テーマ1人 わたしたちの由来

4古墳時代の女性リーダー

この骨は朝来市和田山町の向山(むかいやま)2号墳で見つかった約1700年前の古墳時代の女性の骨です。山の上につくられた古墳の石室の中で、木の棺に入れて埋葬されていました。奥歯はがよくすり減っているので、この人の死亡年齢は40才から60才くらいの熟年であると推定されています。下半身の骨は残りが悪かったので、身長は不明です。上あごにひどい虫歯のあとがあるので、歯痛(はいた)で苦しんでいたようです。
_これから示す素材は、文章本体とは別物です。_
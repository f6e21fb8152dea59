//! Modal dialog state for the toolbar's insert flows.
//!
//! The dialogs are plain state machines; rendering them is the host's job.
//! Only the image dialog carries asynchronous state: an in-flight upload,
//! identified by a request id so a stale completion can be told apart from
//! the current one.

#[derive(Debug, Clone, thiserror::Error)]
pub enum UploadError {
    #[error("upload failed: {0}")]
    Failed(String),
}

/// An image file handed to the upload capability.
#[derive(Debug, Clone, PartialEq)]
pub struct ImageFile {
    pub name: String,
    pub mime: String,
    pub bytes: Vec<u8>,
}

pub type UploadRequestId = u64;

#[derive(Debug, Clone, PartialEq)]
pub struct UploadRequest {
    pub id: UploadRequestId,
    pub file: ImageFile,
}

/// Injected upload capability. `upload` is handed the file and must
/// eventually resolve the request through
/// [`EditorSurface::finish_image_upload`](crate::EditorSurface::finish_image_upload)
/// with the same id. The editor is indifferent to the transport.
pub trait ImageUploader {
    fn upload(&self, request: UploadRequest);
}

#[derive(Debug, Default)]
pub struct ImageDialog {
    open: bool,
    pending: Option<UploadRequestId>,
    error: Option<String>,
}

impl ImageDialog {
    pub fn is_open(&self) -> bool {
        self.open
    }

    /// True while an upload is in flight; the drop target is disabled and
    /// further submissions are refused.
    pub fn is_busy(&self) -> bool {
        self.pending.is_some()
    }

    pub fn error(&self) -> Option<&str> {
        self.error.as_deref()
    }

    pub(crate) fn open(&mut self) {
        self.open = true;
        self.pending = None;
        self.error = None;
    }

    pub(crate) fn close(&mut self) {
        self.open = false;
        self.pending = None;
        self.error = None;
    }

    pub(crate) fn begin_upload(&mut self, id: UploadRequestId) {
        self.pending = Some(id);
        self.error = None;
    }

    pub(crate) fn is_pending(&self, id: UploadRequestId) -> bool {
        self.open && self.pending == Some(id)
    }

    pub(crate) fn fail_upload(&mut self, message: String) {
        self.pending = None;
        self.error = Some(message);
    }
}

#[derive(Debug, Default)]
pub struct LinkDialog {
    open: bool,
}

impl LinkDialog {
    pub fn is_open(&self) -> bool {
        self.open
    }

    pub(crate) fn open(&mut self) {
        self.open = true;
    }

    pub(crate) fn close(&mut self) {
        self.open = false;
    }
}

#[derive(Debug, Default)]
pub struct TableDialog {
    open: bool,
}

impl TableDialog {
    pub fn is_open(&self) -> bool {
        self.open
    }

    pub(crate) fn open(&mut self) {
        self.open = true;
    }

    pub(crate) fn close(&mut self) {
        self.open = false;
    }
}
石の部屋の壁が赤くなっているのは、赤色(せきしょく)顔料(がんりょう)であるベンガラが塗られているためです。また、女性の頭の部分が鮮やかに赤くなっているのは、水銀(すいぎん)(しゅ)が塗られているためです。顔を赤く塗るのは、巫女(みこ)をかたどった埴輪に見ることができるので、この女性が巫女であった可能性も考えられます。このように石の部屋や顔を赤くぬることは呪術的な意味があったと考えられており、古墳時代では珍しいことではありません。

この女性の枕元には中国製の鏡が副葬されており、この地域のリーダー的な女性であったことがわかります。巫女のように人々に神の声を伝え、皆から慕われた人だったのでしょう。